TASK BRIEF: Whenever a line in this data holds the word "inputs", report that line in full.

Stored data
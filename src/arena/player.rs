//! Network-driven arena players and their factory.

use crate::arena::config::ArenaConfig;
use crate::arena::network::{Layer, Network, argmax};
use crate::arena::{MoveKind, VisibleState};
use crate::candidate::{
    Candidate, CandidateFactory, CandidateId, CandidateSource, SerializedCandidate,
};
use crate::error::SerializationError;
use serde::{Deserialize, Serialize};
use std::sync::{PoisonError, RwLock};
use tracing::warn;

/// A player whose moves come from a dense network.
///
/// Decisions are a pure function of the visible state, so one player can
/// take part in many matches at once.
#[derive(Debug)]
pub struct ArenaPlayer {
    id: CandidateId,
    parent_ids: Vec<CandidateId>,
    source: Option<CandidateSource>,
    network: RwLock<Option<Network>>,
}

impl ArenaPlayer {
    /// Create a player with a fresh identifier.
    #[must_use]
    pub fn new(
        network: Network,
        parent_ids: Vec<CandidateId>,
        source: Option<CandidateSource>,
    ) -> Self {
        Self::restore(CandidateId::new(), network, parent_ids, source)
    }

    /// Create a player with a known identifier.
    #[must_use]
    pub fn restore(
        id: CandidateId,
        network: Network,
        parent_ids: Vec<CandidateId>,
        source: Option<CandidateSource>,
    ) -> Self {
        Self {
            id,
            parent_ids,
            source,
            network: RwLock::new(Some(network)),
        }
    }

    /// A copy of the network, or `None` once disposed.
    #[must_use]
    pub fn network(&self) -> Option<Network> {
        self.network
            .read()
            .unwrap_or_else(PoisonError::into_inner)
            .clone()
    }

    /// Whether the network has been released.
    #[must_use]
    pub fn is_disposed(&self) -> bool {
        self.network.read().unwrap_or_else(PoisonError::into_inner).is_none()
    }
}

impl Candidate for ArenaPlayer {
    type VisibleState = VisibleState;
    type Move = MoveKind;

    fn id(&self) -> CandidateId {
        self.id
    }

    fn parent_ids(&self) -> &[CandidateId] {
        &self.parent_ids
    }

    fn source(&self) -> Option<CandidateSource> {
        self.source
    }

    fn next_move(&self, visible: &VisibleState) -> MoveKind {
        let guard = self.network.read().unwrap_or_else(PoisonError::into_inner);
        let Some(network) = guard.as_ref() else {
            return MoveKind::default();
        };

        let inputs = visible.to_inputs();
        if inputs.len() != network.input_count() {
            return MoveKind::default();
        }

        match argmax(&network.forward(&inputs)) {
            None | Some(0) => MoveKind::TurnLeft,
            Some(1) => MoveKind::TurnRight,
            Some(_) => MoveKind::MoveForward,
        }
    }

    fn dispose(&self) {
        *self.network.write().unwrap_or_else(PoisonError::into_inner) = None;
    }
}

/// Network shape and breeding settings.
#[derive(Debug, Clone, PartialEq, Serialize, Deserialize)]
#[serde(default, rename_all = "camelCase")]
pub struct ArenaPlayerConfig {
    /// Width of each hidden layer.
    pub hidden_layers: Vec<usize>,
    /// Probability that a weight is perturbed by a mutation.
    pub mutation_rate: f64,
    /// Largest perturbation applied to a mutated weight.
    pub mutation_power: f64,
}

impl Default for ArenaPlayerConfig {
    fn default() -> Self {
        Self {
            hidden_layers: vec![16, 16],
            mutation_rate: 0.05,
            mutation_power: 0.1,
        }
    }
}

/// Number of move kinds a network chooses between.
const OUTPUTS: usize = 3;

/// Breeds [`ArenaPlayer`]s.
#[derive(Debug)]
pub struct ArenaPlayerFactory {
    widths: Vec<usize>,
    config: ArenaPlayerConfig,
}

impl ArenaPlayerFactory {
    /// Create a factory for players of the given arena.
    #[must_use]
    pub fn new(arena: &ArenaConfig, config: ArenaPlayerConfig) -> Self {
        let widths = std::iter::once(VisibleState::input_count(arena.visibility_radius))
            .chain(config.hidden_layers.iter().copied())
            .chain(std::iter::once(OUTPUTS))
            .collect();
        Self { widths, config }
    }

    /// Layer widths of every network produced, input first.
    #[must_use]
    pub fn widths(&self) -> &[usize] {
        &self.widths
    }

    fn random_network(&self) -> Network {
        Network::random(&self.widths, &mut rand::thread_rng())
    }

    /// The parent's network; a disposed parent contributes a random one.
    fn parent_network(&self, parent: &ArenaPlayer) -> Network {
        parent.network().unwrap_or_else(|| {
            warn!(candidate_id = %parent.id, "breeding from a disposed player");
            self.random_network()
        })
    }
}

impl CandidateFactory for ArenaPlayerFactory {
    type Candidate = ArenaPlayer;
    type Payload = Network;

    fn create_random(&self) -> ArenaPlayer {
        ArenaPlayer::new(self.random_network(), Vec::new(), Some(CandidateSource::Random))
    }

    fn create_clone(&self, original: &ArenaPlayer) -> ArenaPlayer {
        ArenaPlayer::new(
            self.parent_network(original),
            vec![original.id],
            Some(CandidateSource::Clone),
        )
    }

    fn create_crossover(&self, first: &ArenaPlayer, second: &ArenaPlayer) -> ArenaPlayer {
        let network = Network::crossover(&self.parent_network(first), &self.parent_network(second));
        ArenaPlayer::new(
            network,
            vec![first.id, second.id],
            Some(CandidateSource::CrossOver),
        )
    }

    fn create_mutated(&self, original: &ArenaPlayer) -> ArenaPlayer {
        let network = self.parent_network(original).mutated(
            self.config.mutation_rate,
            self.config.mutation_power,
            &mut rand::thread_rng(),
        );
        ArenaPlayer::new(network, vec![original.id], Some(CandidateSource::Mutation))
    }

    /// A disposed player serializes with an empty network, which
    /// [`deserialize_candidate`](Self::deserialize_candidate) rejects.
    fn serialize_candidate(&self, candidate: &ArenaPlayer) -> SerializedCandidate<Network> {
        SerializedCandidate {
            id: candidate.id,
            parent_ids: candidate.parent_ids.clone(),
            source: candidate.source,
            payload: candidate.network().unwrap_or_default(),
        }
    }

    fn deserialize_candidate(
        &self,
        data: SerializedCandidate<Network>,
    ) -> Result<ArenaPlayer, SerializationError> {
        let widths = data.payload.widths();
        if widths != self.widths {
            return Err(SerializationError::IncompatiblePayload {
                candidate_id: data.id,
                reason: format!("network shape {widths:?}, expected {:?}", self.widths),
            });
        }
        if !data.payload.layers.windows(2).all(|pair| pair[0].outputs == pair[1].inputs) {
            return Err(SerializationError::IncompatiblePayload {
                candidate_id: data.id,
                reason: "layer inputs do not match the previous layer's outputs".to_string(),
            });
        }
        if !data.payload.layers.iter().all(Layer::is_consistent) {
            return Err(SerializationError::IncompatiblePayload {
                candidate_id: data.id,
                reason: "layer buffers do not match their widths".to_string(),
            });
        }

        Ok(ArenaPlayer::restore(data.id, data.payload, data.parent_ids, data.source))
    }
}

WORKED SOLUTION:
        let inputs = visible.to_inputs();
        if inputs.len() != network.input_count() {
        match argmax(&network.forward(&inputs)) {
        if !data.payload.layers.windows(2).all(|pair| pair[0].outputs == pair[1].inputs) {
                reason: "layer inputs do not match the previous layer's outputs".to_string(),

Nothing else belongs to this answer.